> _TASK STATEMENT_
Give again, unaltered, the lines of the listing below that run from the line having "of queued values" through the line having "const MICROS_PER_SECOND: u32 = 1_000_000;".

> _RECORDS TO USE_
────────────────────

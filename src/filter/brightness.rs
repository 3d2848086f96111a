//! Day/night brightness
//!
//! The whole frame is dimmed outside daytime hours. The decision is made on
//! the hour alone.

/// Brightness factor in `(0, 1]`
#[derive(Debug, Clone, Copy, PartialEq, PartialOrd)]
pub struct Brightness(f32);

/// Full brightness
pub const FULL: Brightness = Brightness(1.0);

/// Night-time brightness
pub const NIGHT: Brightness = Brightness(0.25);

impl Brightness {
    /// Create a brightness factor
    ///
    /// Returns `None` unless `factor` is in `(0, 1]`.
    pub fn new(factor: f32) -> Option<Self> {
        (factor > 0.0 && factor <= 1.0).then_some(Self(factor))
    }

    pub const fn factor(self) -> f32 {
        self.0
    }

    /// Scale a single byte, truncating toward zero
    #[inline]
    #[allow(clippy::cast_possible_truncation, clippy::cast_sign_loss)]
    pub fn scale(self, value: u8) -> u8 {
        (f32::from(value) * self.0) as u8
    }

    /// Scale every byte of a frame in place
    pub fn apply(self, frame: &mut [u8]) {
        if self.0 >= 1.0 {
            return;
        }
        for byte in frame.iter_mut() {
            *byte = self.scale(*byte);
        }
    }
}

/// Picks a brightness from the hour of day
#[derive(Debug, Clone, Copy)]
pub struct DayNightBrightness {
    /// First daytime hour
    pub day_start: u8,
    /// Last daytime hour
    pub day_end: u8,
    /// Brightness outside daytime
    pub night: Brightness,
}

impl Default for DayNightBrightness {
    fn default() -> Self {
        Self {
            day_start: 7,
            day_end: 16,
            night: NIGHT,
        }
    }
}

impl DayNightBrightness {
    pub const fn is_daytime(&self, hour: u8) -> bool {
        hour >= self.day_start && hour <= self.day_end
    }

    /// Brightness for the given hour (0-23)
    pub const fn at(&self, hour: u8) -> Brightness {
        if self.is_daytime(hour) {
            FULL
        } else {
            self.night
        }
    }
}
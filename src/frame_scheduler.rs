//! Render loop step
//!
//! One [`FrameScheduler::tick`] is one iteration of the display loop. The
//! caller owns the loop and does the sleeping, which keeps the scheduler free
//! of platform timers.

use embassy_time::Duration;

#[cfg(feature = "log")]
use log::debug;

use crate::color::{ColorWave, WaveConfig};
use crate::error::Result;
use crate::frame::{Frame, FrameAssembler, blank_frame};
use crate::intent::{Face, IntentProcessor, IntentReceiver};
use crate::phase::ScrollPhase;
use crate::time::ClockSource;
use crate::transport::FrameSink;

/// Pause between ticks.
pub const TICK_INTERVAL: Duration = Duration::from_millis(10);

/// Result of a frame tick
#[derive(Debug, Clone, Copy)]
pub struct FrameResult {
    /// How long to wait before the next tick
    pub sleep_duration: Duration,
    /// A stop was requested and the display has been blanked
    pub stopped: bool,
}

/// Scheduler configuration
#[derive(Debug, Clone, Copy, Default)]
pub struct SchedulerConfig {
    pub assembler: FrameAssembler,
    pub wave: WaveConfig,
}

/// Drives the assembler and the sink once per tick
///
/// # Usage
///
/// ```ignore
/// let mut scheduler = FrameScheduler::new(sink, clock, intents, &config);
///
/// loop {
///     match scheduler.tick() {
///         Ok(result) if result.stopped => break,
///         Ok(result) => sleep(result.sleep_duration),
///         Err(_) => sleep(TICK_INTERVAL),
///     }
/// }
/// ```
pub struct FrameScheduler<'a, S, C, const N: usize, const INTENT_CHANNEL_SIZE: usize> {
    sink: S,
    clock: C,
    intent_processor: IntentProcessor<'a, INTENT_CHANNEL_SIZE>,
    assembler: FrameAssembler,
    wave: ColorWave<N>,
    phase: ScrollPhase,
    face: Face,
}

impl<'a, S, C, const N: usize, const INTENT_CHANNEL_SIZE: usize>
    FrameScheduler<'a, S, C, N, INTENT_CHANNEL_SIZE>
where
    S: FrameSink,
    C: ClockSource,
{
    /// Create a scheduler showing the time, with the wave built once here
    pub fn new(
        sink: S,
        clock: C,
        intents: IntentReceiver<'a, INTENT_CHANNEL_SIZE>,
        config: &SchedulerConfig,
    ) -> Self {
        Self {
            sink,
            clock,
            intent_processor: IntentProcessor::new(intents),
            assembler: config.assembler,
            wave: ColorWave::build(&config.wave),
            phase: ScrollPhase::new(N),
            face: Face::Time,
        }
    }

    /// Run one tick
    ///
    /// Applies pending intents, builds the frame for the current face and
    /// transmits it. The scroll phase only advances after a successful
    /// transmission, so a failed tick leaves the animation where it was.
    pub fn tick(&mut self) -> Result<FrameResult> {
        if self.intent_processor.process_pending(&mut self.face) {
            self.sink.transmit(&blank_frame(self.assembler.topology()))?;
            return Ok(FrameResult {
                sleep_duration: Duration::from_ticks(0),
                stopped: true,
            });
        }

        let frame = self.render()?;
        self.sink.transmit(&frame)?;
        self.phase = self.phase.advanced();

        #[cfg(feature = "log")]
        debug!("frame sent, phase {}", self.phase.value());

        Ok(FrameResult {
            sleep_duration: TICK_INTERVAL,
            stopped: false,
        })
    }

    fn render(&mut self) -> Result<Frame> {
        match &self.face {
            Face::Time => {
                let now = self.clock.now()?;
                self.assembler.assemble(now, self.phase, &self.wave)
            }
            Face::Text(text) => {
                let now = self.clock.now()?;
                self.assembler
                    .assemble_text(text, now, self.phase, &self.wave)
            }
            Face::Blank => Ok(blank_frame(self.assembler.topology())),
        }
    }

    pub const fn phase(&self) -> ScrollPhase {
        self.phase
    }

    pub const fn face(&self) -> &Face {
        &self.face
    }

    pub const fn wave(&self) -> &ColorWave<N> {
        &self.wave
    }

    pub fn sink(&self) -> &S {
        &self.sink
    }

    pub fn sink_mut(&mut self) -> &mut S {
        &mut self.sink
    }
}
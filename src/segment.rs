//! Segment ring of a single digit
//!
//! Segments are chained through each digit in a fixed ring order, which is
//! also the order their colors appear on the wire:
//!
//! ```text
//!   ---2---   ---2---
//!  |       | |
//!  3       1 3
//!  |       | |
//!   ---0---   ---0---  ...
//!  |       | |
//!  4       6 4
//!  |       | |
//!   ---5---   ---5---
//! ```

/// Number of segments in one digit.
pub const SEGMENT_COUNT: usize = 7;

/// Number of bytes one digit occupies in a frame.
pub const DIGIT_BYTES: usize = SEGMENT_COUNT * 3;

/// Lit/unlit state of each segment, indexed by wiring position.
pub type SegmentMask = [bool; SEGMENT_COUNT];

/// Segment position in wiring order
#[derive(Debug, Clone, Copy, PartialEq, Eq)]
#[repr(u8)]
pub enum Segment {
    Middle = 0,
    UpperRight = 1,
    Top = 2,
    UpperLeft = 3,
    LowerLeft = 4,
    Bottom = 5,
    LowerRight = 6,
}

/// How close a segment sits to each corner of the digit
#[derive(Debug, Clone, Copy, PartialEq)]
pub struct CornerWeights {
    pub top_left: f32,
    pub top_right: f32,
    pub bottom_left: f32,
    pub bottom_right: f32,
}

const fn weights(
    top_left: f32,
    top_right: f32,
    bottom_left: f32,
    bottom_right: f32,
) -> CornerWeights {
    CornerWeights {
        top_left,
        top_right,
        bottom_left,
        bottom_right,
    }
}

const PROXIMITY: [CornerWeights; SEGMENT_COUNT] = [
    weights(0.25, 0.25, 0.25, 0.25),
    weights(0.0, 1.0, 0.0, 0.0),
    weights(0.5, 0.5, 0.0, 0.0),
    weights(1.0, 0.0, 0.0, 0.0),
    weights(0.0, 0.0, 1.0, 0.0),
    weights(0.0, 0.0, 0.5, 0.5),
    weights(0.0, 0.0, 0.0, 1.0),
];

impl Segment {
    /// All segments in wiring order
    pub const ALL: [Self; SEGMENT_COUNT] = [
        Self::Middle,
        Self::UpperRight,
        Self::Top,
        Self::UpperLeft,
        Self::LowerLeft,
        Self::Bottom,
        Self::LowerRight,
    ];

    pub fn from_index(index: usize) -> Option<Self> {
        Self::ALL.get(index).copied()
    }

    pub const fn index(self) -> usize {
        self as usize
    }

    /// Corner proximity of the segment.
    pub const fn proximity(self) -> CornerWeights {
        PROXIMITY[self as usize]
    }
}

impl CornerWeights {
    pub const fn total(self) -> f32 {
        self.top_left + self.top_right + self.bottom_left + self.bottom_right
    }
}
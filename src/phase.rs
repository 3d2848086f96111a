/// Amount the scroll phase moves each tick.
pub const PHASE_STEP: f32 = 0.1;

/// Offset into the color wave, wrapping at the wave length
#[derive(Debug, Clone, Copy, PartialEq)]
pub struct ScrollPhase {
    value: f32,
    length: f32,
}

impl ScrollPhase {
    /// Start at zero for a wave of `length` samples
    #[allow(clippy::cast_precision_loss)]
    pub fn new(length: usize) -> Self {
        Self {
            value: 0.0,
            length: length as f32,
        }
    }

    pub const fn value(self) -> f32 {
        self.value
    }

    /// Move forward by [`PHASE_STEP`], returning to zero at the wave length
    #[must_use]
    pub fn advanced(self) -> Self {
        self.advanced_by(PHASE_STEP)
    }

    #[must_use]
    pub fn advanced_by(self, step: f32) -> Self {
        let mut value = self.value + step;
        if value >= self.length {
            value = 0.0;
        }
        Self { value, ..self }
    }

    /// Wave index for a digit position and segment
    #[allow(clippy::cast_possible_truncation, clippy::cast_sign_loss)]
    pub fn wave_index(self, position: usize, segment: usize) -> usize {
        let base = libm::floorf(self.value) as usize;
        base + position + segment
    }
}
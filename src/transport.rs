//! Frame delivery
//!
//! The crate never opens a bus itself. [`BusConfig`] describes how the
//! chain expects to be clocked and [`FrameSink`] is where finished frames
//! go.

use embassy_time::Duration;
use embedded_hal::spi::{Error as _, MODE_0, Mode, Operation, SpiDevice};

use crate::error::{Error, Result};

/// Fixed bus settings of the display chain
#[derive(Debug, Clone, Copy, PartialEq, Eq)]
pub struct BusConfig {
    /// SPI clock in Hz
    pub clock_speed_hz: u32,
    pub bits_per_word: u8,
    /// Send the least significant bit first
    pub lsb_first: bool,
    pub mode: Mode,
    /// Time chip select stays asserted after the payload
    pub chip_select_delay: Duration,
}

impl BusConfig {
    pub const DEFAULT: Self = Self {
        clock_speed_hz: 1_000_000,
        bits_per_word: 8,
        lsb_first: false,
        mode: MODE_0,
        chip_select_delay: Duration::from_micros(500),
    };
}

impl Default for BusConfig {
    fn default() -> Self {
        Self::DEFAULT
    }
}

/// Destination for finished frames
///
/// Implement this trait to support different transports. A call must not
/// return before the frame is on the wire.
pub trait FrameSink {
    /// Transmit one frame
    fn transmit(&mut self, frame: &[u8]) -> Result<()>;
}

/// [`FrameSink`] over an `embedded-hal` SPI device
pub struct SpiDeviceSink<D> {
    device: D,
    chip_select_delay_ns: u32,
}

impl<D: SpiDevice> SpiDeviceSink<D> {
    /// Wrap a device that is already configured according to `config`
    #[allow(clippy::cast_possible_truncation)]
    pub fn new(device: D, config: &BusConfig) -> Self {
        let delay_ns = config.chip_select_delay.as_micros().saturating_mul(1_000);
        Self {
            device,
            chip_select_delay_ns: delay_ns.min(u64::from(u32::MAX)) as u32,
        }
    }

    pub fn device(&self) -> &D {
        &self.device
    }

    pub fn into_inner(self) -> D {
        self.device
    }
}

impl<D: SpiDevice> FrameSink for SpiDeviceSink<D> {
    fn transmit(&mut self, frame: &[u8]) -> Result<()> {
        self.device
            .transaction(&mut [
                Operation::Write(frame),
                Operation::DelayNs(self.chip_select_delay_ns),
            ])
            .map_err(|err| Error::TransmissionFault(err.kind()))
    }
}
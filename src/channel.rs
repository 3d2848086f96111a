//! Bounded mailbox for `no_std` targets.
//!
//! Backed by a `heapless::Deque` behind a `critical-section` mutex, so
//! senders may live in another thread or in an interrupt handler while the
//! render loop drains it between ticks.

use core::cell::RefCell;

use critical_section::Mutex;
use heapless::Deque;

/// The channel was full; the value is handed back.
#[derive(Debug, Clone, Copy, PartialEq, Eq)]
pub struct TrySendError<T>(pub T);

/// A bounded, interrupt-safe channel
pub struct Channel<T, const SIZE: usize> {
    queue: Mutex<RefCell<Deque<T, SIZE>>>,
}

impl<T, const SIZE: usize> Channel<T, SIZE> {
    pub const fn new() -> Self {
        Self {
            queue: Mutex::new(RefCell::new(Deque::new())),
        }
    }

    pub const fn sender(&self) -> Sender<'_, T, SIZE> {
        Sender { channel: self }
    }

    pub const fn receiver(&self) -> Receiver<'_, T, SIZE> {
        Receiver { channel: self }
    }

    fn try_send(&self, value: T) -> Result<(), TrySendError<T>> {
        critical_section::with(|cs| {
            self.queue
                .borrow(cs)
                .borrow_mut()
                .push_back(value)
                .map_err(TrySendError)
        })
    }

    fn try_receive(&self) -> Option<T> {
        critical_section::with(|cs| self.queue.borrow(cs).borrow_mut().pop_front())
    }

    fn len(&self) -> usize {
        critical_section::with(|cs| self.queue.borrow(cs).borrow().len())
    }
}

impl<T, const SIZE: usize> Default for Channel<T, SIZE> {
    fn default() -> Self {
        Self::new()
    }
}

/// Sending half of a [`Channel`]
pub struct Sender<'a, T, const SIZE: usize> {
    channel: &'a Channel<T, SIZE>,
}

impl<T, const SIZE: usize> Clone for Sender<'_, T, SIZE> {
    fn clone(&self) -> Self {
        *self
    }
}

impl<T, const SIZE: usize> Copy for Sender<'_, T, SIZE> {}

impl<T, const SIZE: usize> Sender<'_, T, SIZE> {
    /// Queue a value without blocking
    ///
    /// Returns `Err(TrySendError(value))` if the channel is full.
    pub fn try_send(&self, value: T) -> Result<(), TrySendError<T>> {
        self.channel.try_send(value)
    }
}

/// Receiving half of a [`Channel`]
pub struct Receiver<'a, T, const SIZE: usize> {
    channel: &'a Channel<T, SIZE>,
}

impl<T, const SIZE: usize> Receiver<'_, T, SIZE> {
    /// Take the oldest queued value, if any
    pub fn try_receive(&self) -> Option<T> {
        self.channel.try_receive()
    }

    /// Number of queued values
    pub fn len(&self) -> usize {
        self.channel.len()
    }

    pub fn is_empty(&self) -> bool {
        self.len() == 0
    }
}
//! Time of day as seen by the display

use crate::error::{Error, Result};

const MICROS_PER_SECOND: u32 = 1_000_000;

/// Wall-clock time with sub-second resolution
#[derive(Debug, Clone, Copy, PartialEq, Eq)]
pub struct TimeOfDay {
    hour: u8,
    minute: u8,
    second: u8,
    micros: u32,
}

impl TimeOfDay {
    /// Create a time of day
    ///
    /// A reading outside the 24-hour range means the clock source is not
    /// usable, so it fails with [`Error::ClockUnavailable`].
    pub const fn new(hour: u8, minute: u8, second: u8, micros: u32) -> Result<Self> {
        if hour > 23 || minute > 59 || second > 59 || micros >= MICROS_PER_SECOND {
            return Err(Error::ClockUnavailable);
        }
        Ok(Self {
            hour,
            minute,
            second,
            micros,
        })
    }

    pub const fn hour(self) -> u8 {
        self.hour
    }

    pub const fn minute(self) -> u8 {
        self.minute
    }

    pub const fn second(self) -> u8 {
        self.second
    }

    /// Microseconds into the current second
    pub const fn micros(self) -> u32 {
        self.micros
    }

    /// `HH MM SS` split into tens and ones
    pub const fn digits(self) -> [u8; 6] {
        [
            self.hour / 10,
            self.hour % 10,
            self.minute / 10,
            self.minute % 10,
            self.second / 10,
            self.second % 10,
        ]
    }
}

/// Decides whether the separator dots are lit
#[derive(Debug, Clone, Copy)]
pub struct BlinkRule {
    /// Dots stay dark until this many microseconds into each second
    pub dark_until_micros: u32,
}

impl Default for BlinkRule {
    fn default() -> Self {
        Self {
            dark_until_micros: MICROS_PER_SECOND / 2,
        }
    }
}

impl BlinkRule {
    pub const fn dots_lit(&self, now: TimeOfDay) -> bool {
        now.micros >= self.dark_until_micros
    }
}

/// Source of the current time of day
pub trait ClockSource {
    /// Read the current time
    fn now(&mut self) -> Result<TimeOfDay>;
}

────────────────────

> _SOLUTION_
    /// Number of queued values
    pub fn len(&self) -> usize {
        self.channel.len()
    }

    pub fn is_empty(&self) -> bool {
        self.len() == 0
    }
}
//! Time of day as seen by the display

use crate::error::{Error, Result};

const MICROS_PER_SECOND: u32 = 1_000_000;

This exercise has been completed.